> **ACTION ITEM**:
Repeat the records below line by line, exactly, finishing on the line that contains "use crate::error::Result;".

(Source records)
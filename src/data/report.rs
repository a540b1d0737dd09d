/// Run summary persisted next to the cache
use chrono::{DateTime, NaiveDate, Utc};
use serde::{Deserialize, Serialize};
use std::path::{Path, PathBuf};
use tracing::info;
use uuid::Uuid;

use crate::data::orchestrator::{AcquisitionResult, SymbolFailure};
use crate::error::Result;
use crate::types::{FetchWindow, Timeframe};

#[derive(Debug, Clone, Serialize, Deserialize)]
pub struct AcquisitionSummary {
    pub run_id: Uuid,
    pub started_at: DateTime<Utc>,
    pub finished_at: DateTime<Utc>,
    pub timeframe: Timeframe,
    pub start_date: NaiveDate,
    pub end_date: NaiveDate,
    pub requested: usize,
    pub loaded: usize,
    pub cache_hits: usize,
    pub fetched: usize,
    pub bars: usize,
    pub failures: Vec<SymbolFailure>,
}

impl AcquisitionSummary {
    pub fn from_result(result: &AcquisitionResult, window: &FetchWindow) -> Self {
        AcquisitionSummary {
            run_id: Uuid::new_v4(),
            started_at: result.started_at,
            finished_at: result.finished_at,
            timeframe: window.timeframe,
            start_date: window.start,
            end_date: window.end,
            requested: result.requested.len(),
            loaded: result.series.len(),
            cache_hits: result.cache_hits,
            fetched: result.fetched,
            bars: result.series.values().map(|s| s.len()).sum(),
            failures: result.failures.clone(),
        }
    }

    pub fn success_rate(&self) -> f64 {
        if self.requested == 0 {
            return 0.0;
        }
        self.loaded as f64 / self.requested as f64
    }

    pub fn duration_ms(&self) -> i64 {
        (self.finished_at - self.started_at).num_milliseconds()
    }

    /// Write as pretty JSON under `dir`, named by the run start time
    pub async fn save(&self, dir: &Path) -> Result<PathBuf> {
        tokio::fs::create_dir_all(dir).await?;
        let path = dir.join(format!(
            "acquisition_summary_{}.json",
            self.started_at.format("%Y%m%d_%H%M%S")
        ));

        let json = serde_json::to_string_pretty(self)?;
        tokio::fs::write(&path, json).await?;

        info!("💾 Saved acquisition summary to {}", path.display());
        Ok(path)
    }
}
/// Shared fixtures and a scripted provider for unit tests
use async_trait::async_trait;
use chrono::{Duration, NaiveDate};
use std::collections::HashMap;
use std::sync::atomic::{AtomicUsize, Ordering};
use std::sync::Mutex;

use crate::data::cache::{CacheKey, CacheStore};
use crate::error::{CacheError, DataLoaderError, Result, ValidationFailure};
use crate::provider::MarketDataProvider;
use crate::types::{FetchWindow, PriceBar, PriceSeries, Timeframe};

pub fn sample_window() -> FetchWindow {
    FetchWindow::new(
        Timeframe::OneMinute,
        NaiveDate::from_ymd_opt(2025, 3, 1).unwrap(),
        NaiveDate::from_ymd_opt(2025, 3, 2).unwrap(),
    )
}

/// `n` one-minute bars from the window start
pub fn sample_series(symbol: &str, n: usize) -> PriceSeries {
    let window = sample_window();
    let bars = (0..n)
        .map(|i| {
            let base = 100.0 + i as f64;
            PriceBar {
                timestamp: window.start_time() + Duration::minutes(i as i64),
                open: base,
                high: base + 2.0,
                low: base - 1.0,
                close: base + 1.0,
                volume: 10.0 * (i + 1) as f64,
            }
        })
        .collect();
    PriceSeries::new(symbol, &window, bars)
}

/// What the scripted provider answers for a symbol
#[derive(Debug, Clone)]
pub enum Script {
    Bars(usize),
    Invalid,
    NetworkDown,
    NoData,
}

/// Provider double that counts calls per symbol and lifecycle hooks
pub struct ScriptedProvider {
    scripts: HashMap<String, Script>,
    liquid: Vec<String>,
    delay: Option<std::time::Duration>,
    symbol_delays: HashMap<String, std::time::Duration>,
    fail_connect: bool,
    calls: Mutex<HashMap<String, usize>>,
    pub connects: AtomicUsize,
    pub closes: AtomicUsize,
    pub liquidity_queries: AtomicUsize,
}

impl ScriptedProvider {
    pub fn new() -> Self {
        ScriptedProvider {
            scripts: HashMap::new(),
            liquid: Vec::new(),
            delay: None,
            symbol_delays: HashMap::new(),
            fail_connect: false,
            calls: Mutex::new(HashMap::new()),
            connects: AtomicUsize::new(0),
            closes: AtomicUsize::new(0),
            liquidity_queries: AtomicUsize::new(0),
        }
    }

    pub fn with(mut self, symbol: &str, script: Script) -> Self {
        self.scripts.insert(symbol.to_string(), script);
        self
    }

    pub fn with_liquid(mut self, symbols: &[&str]) -> Self {
        self.liquid = symbols.iter().map(|s| s.to_string()).collect();
        self
    }

    pub fn with_delay(mut self, delay: std::time::Duration) -> Self {
        self.delay = Some(delay);
        self
    }

    /// Delay for one symbol only, overriding `with_delay`
    pub fn with_delay_for(mut self, symbol: &str, delay: std::time::Duration) -> Self {
        self.symbol_delays.insert(symbol.to_string(), delay);
        self
    }

    pub fn failing_connect(mut self) -> Self {
        self.fail_connect = true;
        self
    }

    pub fn calls(&self, symbol: &str) -> usize {
        self.calls.lock().unwrap().get(symbol).copied().unwrap_or(0)
    }

    pub fn total_calls(&self) -> usize {
        self.calls.lock().unwrap().values().sum()
    }
}

#[async_trait]
impl MarketDataProvider for ScriptedProvider {
    fn name(&self) -> &str {
        "scripted"
    }

    async fn connect(&self) -> Result<()> {
        self.connects.fetch_add(1, Ordering::SeqCst);
        if self.fail_connect {
            return Err(DataLoaderError::Network("connection refused".to_string()));
        }
        Ok(())
    }

    async fn close(&self) {
        self.closes.fetch_add(1, Ordering::SeqCst);
    }

    async fn fetch_bars(&self, symbol: &str, window: &FetchWindow) -> Result<PriceSeries> {
        *self.calls.lock().unwrap().entry(symbol.to_string()).or_insert(0) += 1;

        if let Some(delay) = self.symbol_delays.get(symbol).copied().or(self.delay) {
            tokio::time::sleep(delay).await;
        }

        match self.scripts.get(symbol).cloned().unwrap_or(Script::NetworkDown) {
            Script::Bars(n) => Ok(PriceSeries::new(symbol, window, sample_series(symbol, n).bars)),
            Script::Invalid => {
                let mut series = sample_series(symbol, 3);
                series.bars[1].volume = -5.0;
                Ok(series)
            }
            Script::NetworkDown => Err(DataLoaderError::Network(format!("{} unreachable", symbol))),
            Script::NoData => Err(DataLoaderError::validation(symbol, ValidationFailure::Empty)),
        }
    }

    async fn list_liquid_symbols(&self, base_asset: &str, limit: usize) -> Result<Vec<String>> {
        self.liquidity_queries.fetch_add(1, Ordering::SeqCst);
        let pairs: Vec<String> = self.liquid.iter().take(limit).cloned().collect();
        if pairs.is_empty() {
            return Err(DataLoaderError::validation(base_asset, ValidationFailure::Empty));
        }
        Ok(pairs)
    }
}

/// Cache store whose reads and writes always fail
pub struct BrokenCacheStore;

#[async_trait]
impl CacheStore for BrokenCacheStore {
    async fn get(&self, key: &CacheKey) -> std::result::Result<Option<PriceSeries>, CacheError> {
        Err(CacheError::Corrupt {
            path: key.file_name(),
            reason: "disk on fire".to_string(),
        })
    }

    async fn put(
        &self,
        key: &CacheKey,
        _series: &PriceSeries,
    ) -> std::result::Result<(), CacheError> {
        Err(CacheError::Io {
            path: key.file_name(),
            source: std::io::Error::new(std::io::ErrorKind::PermissionDenied, "read-only"),
        })
    }
}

> **SOLUTION TO THIS TASK**:
filename src/data/report.rs
repository a540b1d0737dd09d
/// Run summary persisted next to the cache
use chrono::{DateTime, NaiveDate, Utc};
use serde::{Deserialize, Serialize};
use std::path::{Path, PathBuf};
use tracing::info;
use uuid::Uuid;

use crate::data::orchestrator::{AcquisitionResult, SymbolFailure};
use crate::error::Result;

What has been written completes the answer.